Apt-Cacher NG For Fast Package Installation

Tags: devops

Disposable systems eliminate the variability and cruft that accumulates over time. I look at some of the long lived dev and test systems at work, and I cringe because a parade of developers has each left their mark, and each special touch pushes those environments further from production. I did it too, and we’re making things better. Please don’t throw stones at my glass house.

CERN’s Tim Bell put it best when he compared long lived systems to pets and disposable systems to cattle.

To make the disposable cattle model work, the orchestration system must create and configure new systems in less time than it’d take to retrofit a long lived pet machine. We won’t wait for new machines just like we won’t wait for a slow unit test suite to run.
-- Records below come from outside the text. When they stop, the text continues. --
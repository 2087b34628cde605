//! Error types for the sync layer

use planner_board::BoardError;
use thiserror::Error;

/// Result type for sync operations
pub type Result<T> = std::result::Result<T, SyncError>;

/// Errors raised while talking to the board server or loading configuration
#[derive(Debug, Error)]
pub enum SyncError {
    /// Transport-level failure (connect, timeout, body decode)
    #[error("http request failed: {0}")]
    Http(#[from] reqwest::Error),

    /// The server answered with a non-success status
    #[error("server returned {status} for {url}")]
    Status { status: u16, url: String },

    #[error("invalid url: {0}")]
    InvalidUrl(#[from] url::ParseError),

    #[error("json error: {0}")]
    Json(#[from] serde_json::Error),

    #[error("configuration error: {0}")]
    Config(#[from] Box<figment::Error>),

    #[error(transparent)]
    Board(#[from] BoardError),

    #[error("{resource} not found: {id}")]
    NotFound { resource: String, id: String },

    /// The backend refused the call (used by the in-memory server to
    /// simulate outages)
    #[error("service unavailable: {0}")]
    Unavailable(String),
}

impl From<figment::Error> for SyncError {
    fn from(error: figment::Error) -> Self {
        Self::Config(Box::new(error))
    }
}

impl SyncError {
    pub fn not_found(resource: impl Into<String>, id: impl ToString) -> Self {
        Self::NotFound {
            resource: resource.into(),
            id: id.to_string(),
        }
    }

    /// Whether retrying the same call may succeed
    pub fn is_retryable(&self) -> bool {
        match self {
            Self::Http(e) => e.is_timeout() || e.is_connect(),
            Self::Status { status, .. } => *status == 429 || (500..600).contains(status),
            Self::Unavailable(_) => true,
            _ => false,
        }
    }
}
//! Focus timer attached to one card at a time.
//!
//! The timer lives in a [`TimerStore`]: it is created on first activation
//! and dropped on close. Nothing here reads a clock; the owner calls
//! [`TimerStore::tick`] with the elapsed time.

use crate::types::CardId;
use serde::{Deserialize, Serialize};
use std::time::Duration;
use tracing::debug;

#[derive(Debug, Clone, Copy, PartialEq, Eq, Hash, Default, Serialize, Deserialize)]
#[serde(rename_all = "snake_case")]
pub enum Phase {
    #[default]
    Focus,
    ShortBreak,
    LongBreak,
}

impl Phase {
    pub const fn duration(self) -> Duration {
        match self {
            Self::Focus => Duration::from_secs(25 * 60),
            Self::ShortBreak => Duration::from_secs(5 * 60),
            Self::LongBreak => Duration::from_secs(15 * 60),
        }
    }
}

#[derive(Debug, Clone, PartialEq, Eq, Serialize, Deserialize)]
pub struct FocusTimer {
    pub active_card: CardId,
    pub remaining: Duration,
    pub running: bool,
    pub phase: Phase,
}

impl FocusTimer {
    fn new(card: CardId) -> Self {
        let phase = Phase::default();
        Self {
            active_card: card,
            remaining: phase.duration(),
            running: false,
            phase,
        }
    }
}

/// What a tick did
#[derive(Debug, Clone, Copy, PartialEq, Eq)]
pub enum Tick {
    /// No timer, or the timer is paused
    Idle,
    Running { remaining: Duration },
    /// Reached zero on this tick; the timer is now stopped
    Finished,
}

#[derive(Debug, Clone, Default)]
pub struct TimerStore {
    timer: Option<FocusTimer>,
}

impl TimerStore {
    pub fn new() -> Self {
        Self::default()
    }

    pub fn get(&self) -> Option<&FocusTimer> {
        self.timer.as_ref()
    }

    /// Attach the timer to a card, creating it on first use
    pub fn activate(&mut self, card: CardId) -> &FocusTimer {
        let timer = self.timer.get_or_insert_with(|| {
            debug!(card = %card, "focus timer created");
            FocusTimer::new(card.clone())
        });
        timer.active_card = card;
        timer
    }

    pub fn start(&mut self) -> Option<&FocusTimer> {
        self.update(|t| t.running = true)
    }

    pub fn pause(&mut self) -> Option<&FocusTimer> {
        self.update(|t| t.running = false)
    }

    /// Count down by `elapsed`, stopping at zero
    pub fn tick(&mut self, elapsed: Duration) -> Tick {
        let Some(timer) = self.timer.as_mut().filter(|t| t.running) else {
            return Tick::Idle;
        };
        timer.remaining = timer.remaining.saturating_sub(elapsed);
        if timer.remaining.is_zero() {
            timer.running = false;
            debug!(card = %timer.active_card, phase = ?timer.phase, "focus timer finished");
            return Tick::Finished;
        }
        Tick::Running {
            remaining: timer.remaining,
        }
    }

    /// Set the remaining time and pause
    pub fn reset(&mut self, remaining: Duration) -> Option<&FocusTimer> {
        self.update(|t| {
            t.remaining = remaining;
            t.running = false;
        })
    }

    /// Switch phase; remaining becomes the phase duration and the timer pauses
    pub fn set_phase(&mut self, phase: Phase) -> Option<&FocusTimer> {
        self.update(|t| {
            t.phase = phase;
            t.remaining = phase.duration();
            t.running = false;
        })
    }

    /// Tear the timer down
    pub fn close(&mut self) -> Option<FocusTimer> {
        self.timer.take()
    }

    fn update(&mut self, f: impl FnOnce(&mut FocusTimer)) -> Option<&FocusTimer> {
        let timer = self.timer.as_mut()?;
        f(timer);
        Some(timer)
    }
}
//! Optimistic reorder engine.
//!
//! Applies one "over" decision to the [`BoardStore`] in place. Every
//! container touched is renumbered densely before returning, so the store is
//! renderable after each call.

use crate::drag::{DragItem, DropTarget};
use crate::error::{BoardError, Result};
use crate::position::{index_of, reinsert, renumber};
use crate::store::BoardStore;
use crate::types::{CardId, ColumnId};
use serde::{Deserialize, Serialize};
use tracing::debug;

/// What an over decision did to the store
#[derive(Debug, Clone, PartialEq, Eq, Serialize, Deserialize)]
#[serde(tag = "placement", rename_all = "snake_case")]
pub enum Placement {
    /// Nothing moved
    Unchanged,
    CardMoved {
        card: CardId,
        from_column: ColumnId,
        to_column: ColumnId,
        index: usize,
    },
    ColumnMoved {
        column: ColumnId,
        index: usize,
    },
}

/// Recompute placement of `item` for the hovered `target`.
///
/// `insert_after` is only consulted for a card hovering a card in another
/// column. Within a column the dragged card simply takes the hovered card's
/// index.
pub fn apply(
    store: &mut BoardStore,
    item: &DragItem,
    target: &DropTarget,
    insert_after: bool,
) -> Result<Placement> {
    let placement = match (item, target) {
        (DragItem::Card(card), DropTarget::Card(hovered)) => {
            card_over_card(store, card, hovered, insert_after)?
        }
        (DragItem::Card(card), DropTarget::Column(column)) => {
            card_over_column(store, card, column)?
        }
        (DragItem::Column(column), DropTarget::Column(hovered)) => {
            column_over_column(store, column, hovered)?
        }
        (DragItem::Column(column), DropTarget::Card(hovered)) => {
            let owner = store
                .card(hovered)
                .map(|c| c.column_id.clone())
                .ok_or_else(|| BoardError::card_not_found(hovered))?;
            column_over_column(store, column, &owner)?
        }
    };

    debug!(item = %item, target = %target, insert_after, ?placement, "over");
    Ok(placement)
}

fn card_over_card(
    store: &mut BoardStore,
    card: &CardId,
    hovered: &CardId,
    insert_after: bool,
) -> Result<Placement> {
    let from_column = owning_column(store, card)?;
    let to_column = owning_column(store, hovered)?;
    if card == hovered {
        return Ok(Placement::Unchanged);
    }

    if from_column == to_column {
        let cards = store.cards_in(&from_column);
        let from = index_of(&cards, card).ok_or_else(|| BoardError::card_not_found(card))?;
        let to = index_of(&cards, hovered).ok_or_else(|| BoardError::card_not_found(hovered))?;
        if from == to {
            return Ok(Placement::Unchanged);
        }
        let moved = reinsert(&cards, card, from, to)?;
        store.write_cards(renumber(&moved))?;
        return Ok(Placement::CardMoved {
            card: card.clone(),
            from_column: from_column.clone(),
            to_column: from_column,
            index: to,
        });
    }

    let destination = store.cards_in(&to_column);
    let hovered_index =
        index_of(&destination, hovered).ok_or_else(|| BoardError::card_not_found(hovered))?;
    let index = if insert_after {
        hovered_index + 1
    } else {
        hovered_index
    };
    move_across(store, card, from_column, to_column, index)
}

fn card_over_column(store: &mut BoardStore, card: &CardId, column: &ColumnId) -> Result<Placement> {
    if store.column(column).is_none() {
        return Err(BoardError::column_not_found(column));
    }
    let from_column = owning_column(store, card)?;
    if &from_column == column {
        return Ok(Placement::Unchanged);
    }
    let index = store.cards_in(column).len();
    move_across(store, card, from_column, column.clone(), index)
}

/// Take `card` out of its column and splice it into `to_column` at `index`
fn move_across(
    store: &mut BoardStore,
    card: &CardId,
    from_column: ColumnId,
    to_column: ColumnId,
    index: usize,
) -> Result<Placement> {
    let mut source = store.cards_in(&from_column);
    let from = index_of(&source, card).ok_or_else(|| BoardError::card_not_found(card))?;
    let mut moving = source.remove(from);
    moving.column_id = to_column.clone();

    let mut destination = store.cards_in(&to_column);
    if index > destination.len() {
        return Err(BoardError::IndexOutOfBounds {
            index,
            len: destination.len(),
        });
    }
    destination.insert(index, moving);

    store.write_cards(renumber(&source))?;
    store.write_cards(renumber(&destination))?;
    Ok(Placement::CardMoved {
        card: card.clone(),
        from_column,
        to_column,
        index,
    })
}

fn column_over_column(
    store: &mut BoardStore,
    column: &ColumnId,
    hovered: &ColumnId,
) -> Result<Placement> {
    let columns = store.columns().to_vec();
    let from = index_of(&columns, column).ok_or_else(|| BoardError::column_not_found(column))?;
    let to = index_of(&columns, hovered).ok_or_else(|| BoardError::column_not_found(hovered))?;
    if from == to {
        return Ok(Placement::Unchanged);
    }
    let moved = reinsert(&columns, column, from, to)?;
    store.replace_columns(renumber(&moved))?;
    Ok(Placement::ColumnMoved {
        column: column.clone(),
        index: to,
    })
}

fn owning_column(store: &BoardStore, card: &CardId) -> Result<ColumnId> {
    store
        .card(card)
        .map(|c| c.column_id.clone())
        .ok_or_else(|| BoardError::card_not_found(card))
}
//! HTTP implementation of [`BoardApi`] with retry and backoff.

use crate::api::{AssignColumn, BoardApi, NewCard, NewColumn, OrderedIds};
use crate::config::ApiConfig;
use crate::error::{Result, SyncError};
use async_trait::async_trait;
use planner_board::{BoardId, Card, CardId, Column, ColumnId};
use reqwest::{Client, Method, Response};
use serde::de::DeserializeOwned;
use serde::Serialize;
use std::time::Duration;
use tokio::time::sleep;
use tracing::{debug, instrument, warn};
use url::Url;

// Exponential backoff constant
const BACKOFF_MULTIPLIER: u32 = 2;

/// Upper bound for a single retry delay
const MAX_BACKOFF: Duration = Duration::from_secs(30);

/// `base * 2^attempt`, saturating at [`MAX_BACKOFF`]
fn backoff_delay(base: Duration, attempt: u32) -> Duration {
    BACKOFF_MULTIPLIER
        .checked_pow(attempt)
        .and_then(|factor| base.checked_mul(factor))
        .map_or(MAX_BACKOFF, |delay| delay.min(MAX_BACKOFF))
}

/// Board server client over HTTP
#[derive(Debug, Clone)]
pub struct HttpBoardApi {
    client: Client,
    base_url: Url,
    max_retries: u32,
    base_delay: Duration,
}

impl HttpBoardApi {
    pub fn new(config: &ApiConfig) -> Result<Self> {
        let client = Client::builder().timeout(config.timeout()).build()?;
        Ok(Self {
            client,
            base_url: config.base_url()?,
            max_retries: config.max_retries,
            base_delay: config.retry_delay(),
        })
    }

    pub fn base_url(&self) -> &Url {
        &self.base_url
    }

    fn endpoint(&self, segments: &[&str]) -> Result<Url> {
        let mut url = self.base_url.clone();
        url.path_segments_mut()
            .map_err(|_| SyncError::InvalidUrl(url::ParseError::RelativeUrlWithoutBase))?
            .pop_if_empty()
            .extend(segments);
        Ok(url)
    }

    /// Send a request, retrying transient failures with exponential backoff
    async fn send<B: Serialize + ?Sized>(
        &self,
        method: Method,
        url: Url,
        body: Option<&B>,
    ) -> Result<Response> {
        let mut attempt = 0;
        loop {
            let mut request = self.client.request(method.clone(), url.clone());
            if let Some(body) = body {
                request = request.json(body);
            }

            let error = match request.send().await {
                Ok(response) if response.status().is_success() => return Ok(response),
                Ok(response) => SyncError::Status {
                    status: response.status().as_u16(),
                    url: url.to_string(),
                },
                Err(e) => SyncError::Http(e),
            };

            if !error.is_retryable() || attempt >= self.max_retries {
                return Err(error);
            }
            let delay = backoff_delay(self.base_delay, attempt);
            warn!(%method, %url, attempt, ?delay, error = %error, "retrying request");
            sleep(delay).await;
            attempt += 1;
        }
    }

    async fn send_json<B, T>(&self, method: Method, url: Url, body: Option<&B>) -> Result<T>
    where
        B: Serialize + ?Sized,
        T: DeserializeOwned,
    {
        let response = self.send(method, url, body).await?;
        Ok(response.json::<T>().await?)
    }
}

#[async_trait]
impl BoardApi for HttpBoardApi {
    #[instrument(skip(self))]
    async fn assign_column(&self, card: &CardId, column: &ColumnId) -> Result<Card> {
        let url = self.endpoint(&["cards", card.as_str()])?;
        let body = AssignColumn {
            column_id: column.clone(),
        };
        self.send_json(Method::PUT, url, Some(&body)).await
    }

    #[instrument(skip(self))]
    async fn reorder_cards(&self, ordered_ids: &[CardId]) -> Result<()> {
        let url = self.endpoint(&["cards", "reorder"])?;
        let body = OrderedIds {
            ordered_ids: ordered_ids.to_vec(),
        };
        self.send(Method::PUT, url, Some(&body)).await?;
        debug!(count = ordered_ids.len(), "cards reordered");
        Ok(())
    }

    #[instrument(skip(self))]
    async fn reorder_columns(&self, ordered_ids: &[ColumnId]) -> Result<()> {
        let url = self.endpoint(&["lists", "reorder"])?;
        let body = OrderedIds {
            ordered_ids: ordered_ids.to_vec(),
        };
        self.send(Method::PUT, url, Some(&body)).await?;
        debug!(count = ordered_ids.len(), "columns reordered");
        Ok(())
    }

    #[instrument(skip(self))]
    async fn fetch_columns(&self, board: &BoardId) -> Result<Vec<Column>> {
        let url = self.endpoint(&["lists", board.as_str()])?;
        self.send_json(Method::GET, url, None::<&()>).await
    }

    #[instrument(skip(self))]
    async fn fetch_cards(&self, board: &BoardId) -> Result<Vec<Card>> {
        let url = self.endpoint(&["cards", board.as_str()])?;
        self.send_json(Method::GET, url, None::<&()>).await
    }

    #[instrument(skip(self))]
    async fn create_column(&self, column: &NewColumn) -> Result<Column> {
        let url = self.endpoint(&["lists"])?;
        self.send_json(Method::POST, url, Some(column)).await
    }

    #[instrument(skip(self))]
    async fn create_card(&self, card: &NewCard) -> Result<Card> {
        let url = self.endpoint(&["cards"])?;
        self.send_json(Method::POST, url, Some(card)).await
    }

    #[instrument(skip(self))]
    async fn delete_column(&self, column: &ColumnId) -> Result<()> {
        let url = self.endpoint(&["lists", column.as_str()])?;
        self.send(Method::DELETE, url, None::<&()>).await?;
        Ok(())
    }

    #[instrument(skip(self))]
    async fn delete_card(&self, card: &CardId) -> Result<()> {
        let url = self.endpoint(&["cards", card.as_str()])?;
        self.send(Method::DELETE, url, None::<&()>).await?;
        Ok(())
    }
}
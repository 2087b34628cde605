//! Drag-and-drop ordering engine for a board of columns and cards
//!
//! This crate holds everything that happens between a pointer press and a
//! finished drop, with no I/O. The async side (server calls, retries,
//! failure notices) lives in `planner-sync`.
//!
//! ## Overview
//!
//! - **Position model** - [`position`] turns ordered sequences into dense
//!   zero-based `position` values and back
//! - **Drag session** - [`drag::DragSession`] is the gesture state machine:
//!   idle, armed, dragging, resolving
//! - **Reorder engine** - [`reorder::apply`] moves the dragged item in the
//!   [`BoardStore`] on every hover change
//! - **Sync plans** - [`plan::derive`] diffs the pre-drag snapshot against the
//!   store and lists the server calls a drop needs
//! - **Controller** - [`DragController`] wires the above together
//!
//! ## Basic Usage
//!
//! ```rust
//! use planner_board::{
//!     BoardStore, Card, Column, DragConfig, DragController, DragItem, DropTarget, Hover,
//!     Point, Rect,
//! };
//!
//! # fn example() -> planner_board::Result<()> {
//! let columns = vec![
//!     Column::new("b1".into(), "Todo", 0).with_id("todo"),
//!     Column::new("b1".into(), "Done", 1).with_id("done"),
//! ];
//! let cards = vec![Card::new("b1".into(), "todo".into(), "Write docs", 0).with_id("c1")];
//! let store = BoardStore::with_contents("b1", columns, cards);
//! let mut controller = DragController::new(store, DragConfig::default())?;
//!
//! let done = Some(Hover::new(
//!     DropTarget::Column("done".into()),
//!     Rect::new(300.0, 0.0, 280.0, 600.0),
//! ));
//! controller.pointer_down(DragItem::Card("c1".into()), Point::new(10.0, 10.0))?;
//! controller.pointer_move(Point::new(320.0, 40.0), done.clone())?;
//! controller.pointer_move(Point::new(330.0, 40.0), done.clone())?;
//! let response = controller.pointer_up(Point::new(330.0, 40.0), done)?;
//!
//! let commit = response.commit.expect("dropped over a target");
//! assert_eq!(commit.plan.len(), 3);
//! # Ok(())
//! # }
//! # example().unwrap();
//! ```

pub mod controller;
pub mod drag;
mod error;
pub mod geometry;
pub mod plan;
pub mod position;
pub mod reorder;
pub mod store;
pub mod timer;
pub mod types;

pub use controller::{DragController, DragResponse, DropCommit};
pub use drag::{
    CancelReason, DragConfig, DragEffect, DragEvent, DragItem, DragKind, DragSession, DragState,
    DragTransition, DropTarget, DropTicket, Hover, NoopReason,
};
pub use error::{BoardError, Result};
pub use geometry::{Point, Rect, DEFAULT_ACTIVATION_DISTANCE};
pub use plan::{SyncCall, SyncKey, SyncPlan};
pub use reorder::Placement;
pub use store::{BoardSnapshot, BoardStore};
pub use timer::{FocusTimer, Phase, Tick, TimerStore};
pub use types::{BoardId, Card, CardId, Column, ColumnId, Positioned};
//! Newtype identifiers for boards, columns and cards.
//!
//! Ids are opaque strings issued by the server. Ids created locally use ULIDs.

use serde::{Deserialize, Serialize};
use std::fmt;

macro_rules! define_id {
    ($(#[$meta:meta])* $name:ident) => {
        $(#[$meta])*
        #[derive(
            Debug, Clone, PartialEq, Eq, Hash, PartialOrd, Ord, Serialize, Deserialize, Default,
        )]
        #[serde(transparent)]
        pub struct $name(String);

        impl $name {
            /// Generate a fresh ULID-based id
            pub fn new() -> Self {
                Self(ulid::Ulid::new().to_string())
            }

            /// Wrap an existing id string
            pub fn from_string(s: impl Into<String>) -> Self {
                Self(s.into())
            }

            /// Get the inner string value
            pub fn as_str(&self) -> &str {
                &self.0
            }
        }

        impl fmt::Display for $name {
            fn fmt(&self, f: &mut fmt::Formatter<'_>) -> fmt::Result {
                f.write_str(&self.0)
            }
        }

        impl From<&str> for $name {
            fn from(s: &str) -> Self {
                Self(s.to_string())
            }
        }

        impl From<String> for $name {
            fn from(s: String) -> Self {
                Self(s)
            }
        }

        impl AsRef<str> for $name {
            fn as_ref(&self) -> &str {
                &self.0
            }
        }
    };
}

define_id!(
    /// Identifier of a board
    BoardId
);
define_id!(
    /// Identifier of a column (list)
    ColumnId
);
define_id!(
    /// Identifier of a card
    CardId
);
Apt-Cacher NG sits on the local network and silently proxies and caches requests for Debian or Ubuntu packages. The first installation of a package will go as quickly as the Apt-Cacher’s connection to the upstream mirror, but subsequent installations will run as quickly as the local network link. That’s typically an order of magnitude or three in throughput.

Apt-Cacher NG is included in the default repositories for Ubuntu, and installation is ridiculously easy. Once it is running, client configuration is also ridiculously easy.

People who use preseed.cfg files (VeeWee, Foreman, or other automatic system provisioning tools) should add or update the following line:

choose-mirror-bin mirror/http/proxy string http://<your_apt_cacher_ng_server:3142/

If an existing system nees to be reconfigured, place the following in /etc/apt/apt.conf.d/01proxy:

Acquire::http::Proxy "http://<your_apth_cacher_ng_server>:3142";

Two notes on alternatives:

I did not pick Apt-Cacher NG over Apt-Cacher just because of the NG designation. My first cache server attempt was Apt-Cacher as laid out in the Ubuntu community docs. It installed easily, but it locked up hard when I tried to run apt-get update against it.

I knew of but chose to ignore apt-mirror because I use a very tiny subset of packages. Apt-mirror may be the way to go if you’re supporting a wide range of systems and use cases.